Previously I had model-view bindings what looks like this:

binder.model(User.class).with(model(new ModelBuilderDelegate<User>() {
 public void bind(ModelBinder<User> b, User model) {

   b.property("key", String.class).
     to(hasValue(view.getKey())).
     to(hasText(view.getKeyValue()));

   b.property("name", String.class).
     to(hasValue(view.getName())).
     to(hasText(view.getNameValue()));

   b.property("login", String.class).
     to(hasValue(view.getLogin())).
     to(hasText(view.getLoginValue()));

   b.model("address", Address.class).with(model(new ModelBuilderDelegate<Address>() {
     public void bind(ModelBinder<Address> b, Address model) {

       b.property("street", String.class).
         to(hasValue(view.getStreet())).
         to(hasText(view.getStreetValue()));

       b.property("country", String.class).
         to(hasValue(view.getCountry())).
         to(hasText(view.getCountryValue()));

       b.model("details", Details.class).with(model(new ModelBuilderDelegate<Details>() {
         public void bind(ModelBinder<Details> b, Details model) {

           b.property("description", String.class).
             to(hasValue(view.getAddressDescription())).
             to(hasText(view.getAddressDescriptionValue()));

         }
       }));
     }
   }));
 }
}));

Now I haven’t touched that code yet but here is that test form running (also with list handling): http://models.latest.ampatspell-test.appspot.com/

Few notes about validation

While gwt-pectin and nearly all other binding frameworks also handle validation I feel that validation support should/must be separated from model-view bindings simply because it would be great to run the same validation definition in server-side. I deem it very useful. Also if validators are not instantiated directly, few validators what can not be run in GWT, can be skipped there and only run at server-side.

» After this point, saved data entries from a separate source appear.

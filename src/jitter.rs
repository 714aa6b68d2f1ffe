//! Jitter strategies to prevent thundering herd.
//!
//! The retry schedule applies multiplicative jitter: the base delay is scaled
//! by a factor drawn uniformly from a band around 1.0 (default `[0.7, 1.3]`).
//! Growth stays predictable and bounded while concurrent retriers
//! desynchronize. Because the backoff cap is applied to the base delay,
//! jittered values can reach `high × max_delay`.
//!
//! Notes:
//! - RNG: uses `rand`'s thread-local RNG by default; deterministic RNGs can
//!   be injected via `apply_with_rng`.
//! - Precision: jitter is computed in whole milliseconds; extremely large
//!   durations saturate instead of panicking.
//! - `Jitter::None` is the identity, for tests and tightly controlled
//!   workflows.

use rand::{rng, Rng};
use std::time::Duration;

/// Lower edge of the default jitter band.
pub const DEFAULT_JITTER_LOW: f64 = 0.7;

/// Upper edge of the default jitter band.
pub const DEFAULT_JITTER_HIGH: f64 = 1.3;

/// Jitter strategy for randomizing retry delays.
#[derive(Debug, Clone, PartialEq)]
pub enum Jitter {
    /// No jitter - use exact backoff delay.
    None,
    /// Scale the delay by a factor drawn uniformly from `[low, high]`.
    Multiplicative {
        /// Lower bound of the scaling factor.
        low: f64,
        /// Upper bound of the scaling factor.
        high: f64,
    },
}

impl Jitter {
    /// Multiplicative jitter over the default `[0.7, 1.3]` band.
    pub fn multiplicative() -> Self {
        Jitter::Multiplicative { low: DEFAULT_JITTER_LOW, high: DEFAULT_JITTER_HIGH }
    }

    /// Multiplicative jitter over a custom band.
    pub fn band(low: f64, high: f64) -> Result<Self, &'static str> {
        if !low.is_finite() || !high.is_finite() {
            return Err("jitter band: bounds must be finite");
        }
        if low < 0.0 {
            return Err("jitter band: low must not be negative");
        }
        if low > high {
            return Err("jitter band: low must not exceed high");
        }
        Ok(Jitter::Multiplicative { low, high })
    }

    /// Apply jitter to a delay duration.
    pub fn apply(&self, delay: Duration) -> Duration {
        let mut rng = rng();
        self.apply_internal(delay, &mut rng)
    }

    /// Apply jitter with a custom RNG (for deterministic tests).
    pub fn apply_with_rng<R: Rng>(&self, delay: Duration, rng: &mut R) -> Duration {
        self.apply_internal(delay, rng)
    }

    fn as_millis_saturated(duration: Duration) -> u64 {
        duration.as_millis().try_into().unwrap_or(u64::MAX)
    }

    fn apply_internal<R: Rng>(&self, delay: Duration, rng: &mut R) -> Duration {
        match *self {
            Jitter::None => delay,
            Jitter::Multiplicative { low, high } => {
                let millis = Self::as_millis_saturated(delay);
                if millis == 0 {
                    return Duration::ZERO;
                }
                let factor = rng.random_range(low..=high);
                // `as` saturates the f64 -> u64 cast, so huge products clamp
                // rather than wrap.
                let jittered = (millis as f64 * factor).round() as u64;
                Duration::from_millis(jittered)
            }
        }
    }
}

impl Default for Jitter {
    fn default() -> Self {
        Jitter::multiplicative()
    }
}

#[cfg(test)]
mod tests {
    use super::*;
    use rand::rngs::StdRng;
    use rand::SeedableRng;

    #[test]
    fn none_jitter_returns_exact_delay() {
        let jitter = Jitter::None;
        let delay = Duration::from_secs(1);
        assert_eq!(jitter.apply(delay), delay);
    }

    #[test]
    fn multiplicative_stays_within_band() {
        let jitter = Jitter::multiplicative();
        let delay = Duration::from_millis(1000);

        for _ in 0..100 {
            let jittered = jitter.apply(delay);
            assert!(jittered >= Duration::from_millis(700));
            assert!(jittered <= Duration::from_millis(1300));
        }
    }

    #[test]
    fn repeated_applications_are_not_constant() {
        let jitter = Jitter::multiplicative();
        let delay = Duration::from_secs(1);

        let samples: std::collections::HashSet<Duration> =
            (0..32).map(|_| jitter.apply(delay)).collect();
        assert!(samples.len() > 1, "jitter should vary across applications");
    }

    #[test]
    fn deterministic_rng_stays_within_band() {
        let jitter = Jitter::multiplicative();
        let delay = Duration::from_millis(200);
        let mut rng = StdRng::seed_from_u64(42);

        for _ in 0..100 {
            let jittered = jitter.apply_with_rng(delay, &mut rng);
            assert!(jittered >= Duration::from_millis(140));
            assert!(jittered <= Duration::from_millis(260));
        }
    }

    #[test]
    fn different_seeds_produce_different_sequences() {
        let jitter = Jitter::multiplicative();
        let delay = Duration::from_secs(1);

        let mut rng_a = StdRng::seed_from_u64(1);
        let mut rng_b = StdRng::seed_from_u64(2);
        let seq_a: Vec<Duration> = (0..16).map(|_| jitter.apply_with_rng(delay, &mut rng_a)).collect();
        let seq_b: Vec<Duration> = (0..16).map(|_| jitter.apply_with_rng(delay, &mut rng_b)).collect();
        assert_ne!(seq_a, seq_b);
    }

    #[test]
    fn custom_band_is_respected() {
        let jitter = Jitter::band(0.5, 2.0).unwrap();
        let delay = Duration::from_millis(100);
        let mut rng = StdRng::seed_from_u64(7);

        for _ in 0..100 {
            let jittered = jitter.apply_with_rng(delay, &mut rng);
            assert!(jittered >= Duration::from_millis(50));
            assert!(jittered <= Duration::from_millis(200));
        }
    }

    #[test]
    fn invalid_bands_are_rejected() {
        assert!(Jitter::band(1.3, 0.7).is_err());
        assert!(Jitter::band(-0.1, 1.0).is_err());
        assert!(Jitter::band(0.5, f64::NAN).is_err());
        assert!(Jitter::band(0.5, f64::INFINITY).is_err());
    }

    #[test]
    fn zero_delay_stays_zero() {
        assert_eq!(Jitter::multiplicative().apply(Duration::ZERO), Duration::ZERO);
    }

    #[test]
    fn saturates_large_durations_without_panicking() {
        let huge = Duration::from_millis(u64::MAX);
        let jitter = Jitter::multiplicative();
        let mut rng = StdRng::seed_from_u64(999);

        // Must not panic; the f64 cast clamps.
        let _ = jitter.apply_with_rng(huge, &mut rng);
    }
}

bones-validator does that (but API is far from great).

public class UserValidationModule extends AbstractValidationModule<UserDto> {

  @Override
  public void prepare(UserDto o) {
    field("name", o.getName()).with(Unique.class); // runs only in server side
    field("name", o.getName()).with(NotBlank.class);
    // allowBlank() is EmailValidator instance method call for this particular field
    field("email", o.getEmail()).with(Email.class).allowBlank();
  }

}

If model-view bindings are aware of validation (if needs to be), I think it can be done while keeping bindings and validation APIs clean.